Our children do not arrive with clean legal immunity. As a man, though I am bisexual, I do not get to throw away the mother of my child as if she is a used incubator. I had to help my wife through the difficulties of pregnancy and postpartum depression. When she is struggling with discrimination against mothers or women at a sexist workplace, I have to be patient and listen. I must attend to her sexual needs. Once I was a father, I put aside my own homosexual past and vowed never to divorce my wife or take up with another person, male or female, before I died. I chose that commitment in order to protect my children from dealing with harmful drama, even as they grow up to be adults. When you are a parent, ethical questions revolve around your children and you put away your self-interest . . . forever.

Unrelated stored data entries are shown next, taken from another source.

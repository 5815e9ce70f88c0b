//! Second pass: resolves the references recorded by the evaluator.
//!
//! `@extend` and mixin-by-selector may name rulesets that appear later in the
//! stylesheet, so they are applied once the whole tree exists. Matches are
//! located as [`RulePath`]s first and mutated afterwards.

use css_selectors::{
    RulePath, extend_ruleset, filter_media, filter_rulesets, flatten, node_at, node_at_mut,
};
use css_tree::{ErrorKind, EvalError, EvalResult, Loc, MediaQueryList, Node, NodeKind, SelectorList};
use log::{debug, trace};

/// Apply every `@extend`, drop the extend nodes, then expand mixins.
///
/// # Errors
/// `Structure` for an `@extend` outside any ruleset, `CircularMixin` when a
/// mixin reaches a ruleset that is being expanded.
pub fn reevaluate(rules: &mut Vec<Node>) -> EvalResult<()> {
    apply_extends(rules)?;
    remove_extends(rules);
    Reevaluator::default().expand(rules, &[], None)
}

fn apply_extends(rules: &mut [Node]) -> EvalResult<()> {
    let mut extends = Vec::new();
    collect_extends(rules, &mut Vec::new(), &mut extends);
    for path in extends {
        let Some(Node {
            kind: NodeKind::Extend { selectors, recorded },
            loc,
            ..
        }) = node_at(rules, &path)
        else {
            continue;
        };
        let (targets, recorded, loc) = (selectors.clone(), *recorded, loc.clone());
        let (extending, boundary, media) = surroundings(rules, &path, &loc)?;
        for matched in extended_rulesets(rules, &path, &targets, &boundary, media.as_ref()) {
            if let Some(node) = node_at_mut(rules, &matched) {
                trace!("{loc}: extending ruleset at {matched:?}");
                extend_ruleset(node, &extending, recorded)?;
            }
        }
    }
    Ok(())
}

/// Pre-order paths of every extend node.
fn collect_extends(rules: &[Node], prefix: &mut RulePath, found: &mut Vec<RulePath>) {
    for (index, node) in rules.iter().enumerate() {
        prefix.push(index);
        if matches!(node.kind, NodeKind::Extend { .. }) {
            found.push(prefix.clone());
        } else if let Some(body) = node.rule_body() {
            collect_extends(&body.rules, prefix, found);
        }
        prefix.pop();
    }
}

/// Selectors of the nearest enclosing ruleset, the nearest enclosing void and
/// the media queries in effect inside that void.
fn surroundings(
    rules: &[Node],
    path: &[usize],
    loc: &Loc,
) -> EvalResult<(SelectorList, RulePath, Option<MediaQueryList>)> {
    let mut extending = None;
    let mut boundary = RulePath::new();
    let mut media = None;
    for depth in 1..path.len() {
        let prefix = path.get(..depth).unwrap_or_default();
        match node_at(rules, prefix).map(|node| &node.kind) {
            Some(NodeKind::Void(_)) => {
                boundary = prefix.to_vec();
                media = None;
            }
            Some(NodeKind::Media(block)) => media = Some(block.queries.clone()),
            Some(NodeKind::Ruleset(ruleset)) => extending = Some(ruleset.selectors.clone()),
            _ => {}
        }
    }
    let extending = extending
        .ok_or_else(|| EvalError::structure("@extend is only allowed inside rulesets", loc))?;
    Ok((extending, boundary, media))
}

/// Rulesets matched by `targets` inside the boundary, excluding ancestors of the extend.
fn extended_rulesets(
    rules: &[Node],
    extend: &[usize],
    targets: &SelectorList,
    boundary: &[usize],
    media: Option<&MediaQueryList>,
) -> Vec<RulePath> {
    let region = rules_at(rules, boundary);
    let scopes = media.map_or_else(
        || vec![RulePath::new()],
        |queries| filter_media(region, queries),
    );
    let mut matched: Vec<RulePath> = Vec::new();
    for scope in scopes {
        let searched = rules_at(region, &scope);
        for target in &targets.selectors {
            for found in filter_rulesets(searched, target) {
                let absolute = [boundary, scope.as_slice(), found.as_slice()].concat();
                if extend.starts_with(&absolute) || matched.contains(&absolute) {
                    continue;
                }
                matched.push(absolute);
            }
        }
    }
    matched
}

fn remove_extends(rules: &mut Vec<Node>) {
    rules.retain(|node| !matches!(node.kind, NodeKind::Extend { .. }));
    for node in rules {
        if let Some(body) = node.rule_body_mut() {
            remove_extends(&mut body.rules);
        }
    }
}

/// Rules of the list at `path`; the root list for an empty path.
fn rules_at<'tree>(rules: &'tree [Node], path: &[usize]) -> &'tree [Node] {
    if path.is_empty() {
        return rules;
    }
    node_at(rules, path)
        .and_then(Node::rule_body)
        .map(|body| body.rules.as_slice())
        .unwrap_or_default()
}

fn rules_at_mut<'tree>(
    rules: &'tree mut Vec<Node>,
    path: &[usize],
) -> Option<&'tree mut Vec<Node>> {
    if path.is_empty() {
        return Some(rules);
    }
    node_at_mut(rules, path)
        .and_then(Node::rule_body_mut)
        .map(|body| &mut body.rules)
}

/// Mixin expansion state: ids of the rulesets on the current expansion path.
#[derive(Default)]
struct Reevaluator {
    visiting: Vec<u32>,
}

impl Reevaluator {
    /// Expand the mixins of the list at `container`, whose rulesets join against `ancestor`.
    fn expand(
        &mut self,
        root: &mut Vec<Node>,
        container: &[usize],
        ancestor: Option<&SelectorList>,
    ) -> EvalResult<()> {
        let mut index = 0_usize;
        loop {
            let Some(node) = rules_at(root, container).get(index) else {
                return Ok(());
            };
            let child = [container, [index].as_slice()].concat();
            match &node.kind {
                NodeKind::Mixin(selectors) => {
                    let (selectors, loc) = (selectors.clone(), node.loc.clone());
                    let expanded = self.mixin(root, &selectors, ancestor, &loc)?;
                    let inserted = expanded.len();
                    if let Some(list) = rules_at_mut(root, container) {
                        let tail = list.split_off(index.saturating_add(1));
                        list.truncate(index);
                        list.extend(expanded);
                        list.extend(tail);
                    }
                    index = index.saturating_add(inserted);
                }
                NodeKind::Ruleset(ruleset) => {
                    let (id, selectors) = (ruleset.id, ruleset.selectors.clone());
                    self.visiting.push(id);
                    self.expand(root, &child, Some(&selectors))?;
                    self.visiting.pop();
                    index = index.saturating_add(1);
                }
                NodeKind::Media(_) | NodeKind::Void(_) => {
                    self.expand(root, &child, ancestor)?;
                    index = index.saturating_add(1);
                }
                _ => index = index.saturating_add(1),
            }
        }
    }

    /// Copies of the bodies of every ruleset matching `selectors`, rejoined against `ancestor`.
    fn mixin(
        &mut self,
        root: &mut Vec<Node>,
        selectors: &SelectorList,
        ancestor: Option<&SelectorList>,
        loc: &Loc,
    ) -> EvalResult<Vec<Node>> {
        let mut targets: Vec<RulePath> = selectors
            .selectors
            .iter()
            .flat_map(|selector| filter_rulesets(root, selector))
            .collect();
        targets.sort();
        targets.dedup();
        debug!("{loc}: mixin matched {} rulesets", targets.len());

        let mut rules = Vec::new();
        for target in targets {
            let Some(NodeKind::Ruleset(ruleset)) = node_at(root, &target).map(|node| &node.kind)
            else {
                continue;
            };
            if self.visiting.contains(&ruleset.id) {
                return Err(EvalError::new(
                    ErrorKind::CircularMixin,
                    "circular mixins are not allowed",
                    loc,
                ));
            }
            let (id, target_selectors) = (ruleset.id, ruleset.selectors.clone());
            self.visiting.push(id);
            self.expand(root, &target, Some(&target_selectors))?;
            self.visiting.pop();
            rules.extend_from_slice(rules_at(root, &target));
        }
        flatten(&mut rules, ancestor)?;
        Ok(rules)
    }
}

#[cfg(test)]
mod tests {
    use super::*;
    use css_tree::{RuleList, Ruleset, Selector};

    fn class(name: &str) -> Selector {
        let part = Node::new(
            NodeKind::ClassSelector(Box::new(Node::ident(name, Loc::default()))),
            Loc::default(),
        );
        Selector::new(vec![part], Loc::default())
    }

    fn list(name: &str) -> SelectorList {
        SelectorList::new(vec![class(name)], Loc::default())
    }

    fn ruleset(name: &str, id: u32, rules: Vec<Node>) -> Node {
        Node::new(
            NodeKind::Ruleset(Ruleset {
                selectors: list(name),
                body: RuleList::new(rules),
                id,
            }),
            Loc::default(),
        )
    }

    fn extend(name: &str) -> Node {
        Node::new(
            NodeKind::Extend {
                selectors: list(name),
                recorded: true,
            },
            Loc::default(),
        )
    }

    #[test]
    fn forward_extend_reaches_later_rulesets() -> Result<(), EvalError> {
        let mut rules = vec![ruleset("a", 0, vec![extend("b")]), ruleset("b", 1, Vec::new())];
        reevaluate(&mut rules)?;

        let Some(NodeKind::Ruleset(extended)) = rules.get(1).map(|node| &node.kind) else {
            return Err(EvalError::structure("missing ruleset", &Loc::default()));
        };
        assert!(extended.selectors.contains(&class("a")));
        let Some(NodeKind::Ruleset(extending)) = rules.first().map(|node| &node.kind) else {
            return Err(EvalError::structure("missing ruleset", &Loc::default()));
        };
        assert!(extending.body.rules.is_empty());
        Ok(())
    }

    #[test]
    fn extend_skips_its_own_ancestors() -> Result<(), EvalError> {
        let mut rules = vec![ruleset("a", 0, vec![extend("a")])];
        reevaluate(&mut rules)?;
        let Some(NodeKind::Ruleset(only)) = rules.first().map(|node| &node.kind) else {
            return Err(EvalError::structure("missing ruleset", &Loc::default()));
        };
        assert_eq!(only.selectors.selectors.len(), 1);
        Ok(())
    }

    #[test]
    fn mixins_referencing_each_other_are_circular() {
        let mixin = |name: &str| Node::new(NodeKind::Mixin(list(name)), Loc::default());
        let mut rules = vec![ruleset("a", 0, vec![mixin("b")]), ruleset("b", 1, vec![mixin("a")])];
        let result = reevaluate(&mut rules);
        assert!(result.is_err_and(|error| error.kind == ErrorKind::CircularMixin));
    }
}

Sherkat’s assessment of Regnerus’s work shows a total disregard for the emotional and sexual labor that bisexual parents contribute to their children. Bisexual parents must wrestle with their duties as parents while still contending with the temptations to enter into same-sex relationships. The turbulence documented in Mark Regnerus’s study is a testament to how hard that is. Rather than threatening, it is a reminder of the burden I carry and a goad to concern myself first and foremost with my children’s needs, not my sexual desires.

The other chicken-and-egg problem of Sherkat’s dismissal deals with conservative ideology. Many have dismissed my story with four simple words: “But you are conservative.” Yes, I am. How did I get that way? I moved to the right wing because I lived in precisely the kind of anti-normative, marginalized, and oppressed identity environment that the left celebrates: I am a bisexual Latino intellectual, raised by a lesbian, who experienced poverty in the Bronx as a young adult. I’m perceptive enough to notice that liberal social policies don’t actually help people in those conditions. Especially damning is the liberal attitude that we shouldn’t be judgmental about sex. In the Bronx gay world, I cleaned out enough apartments of men who’d died of AIDS to understand that resistance to sexual temptation is central to any kind of humane society. Sex can be hurtful not only because of infectious diseases but also because it leaves us vulnerable and more likely to cling to people who don’t love us, mourn those who leave us, and not know how to escape those who need us but whom we don’t love. The left understands none of that. That’s why I am conservative.

So yes, I am conservative and support Regnerus’s findings. Or is it that Regnerus’s findings revisit the things that made me conservative in the first place? Sherkat must figure that one out.
Having lived for forty-one years as a strange man, I see it as tragically fitting that the first instinct of experts and gay activists is to exclude my life profile as unfit for any “data sample,” or as Dr. Sherkat calls it, “bullshit.” So the game has gone for at least twenty-five years. For all the talk about LGBT alliances, bisexuality falls by the wayside, thanks to scholars such as Sherkat. For all the chatter about a “queer” movement, queer activists are just as likely to restrict their social circles to professionalized, normal people who know how to throw charming parties, make small talk, and blend in with the Art Deco furniture.

I thank Mark Regnerus. Far from being “bullshit,” his work is affirming to me, because it acknowledges what the gay activist movement has sought laboriously to erase, or at least ignore. Whether homosexuality is chosen or inbred, whether gay marriage gets legalized or not, being strange is hard; it takes a mental toll, makes it harder to find friends, interferes with professional growth, and sometimes leads one down a sodden path to self-medication in the form of alcoholism, drugs, gambling, antisocial behavior, and irresponsible sex. The children of same-sex couples have a tough road ahead of them—I know, because I have been there. The last thing we should do is make them feel guilty if the strain gets to them and they feel strange. We owe them, at the least, a dose of honesty. Thank you, Mark Regnerus, for taking the time to listen.

Robert Lopez is assistant professor of English at California State University-Northridge. He is the author of Colorful Conservative: American Conversations with the Ancients from Wheatley to Whitman. This year he will be publishing novels he wrote in the 1990s and 2000s.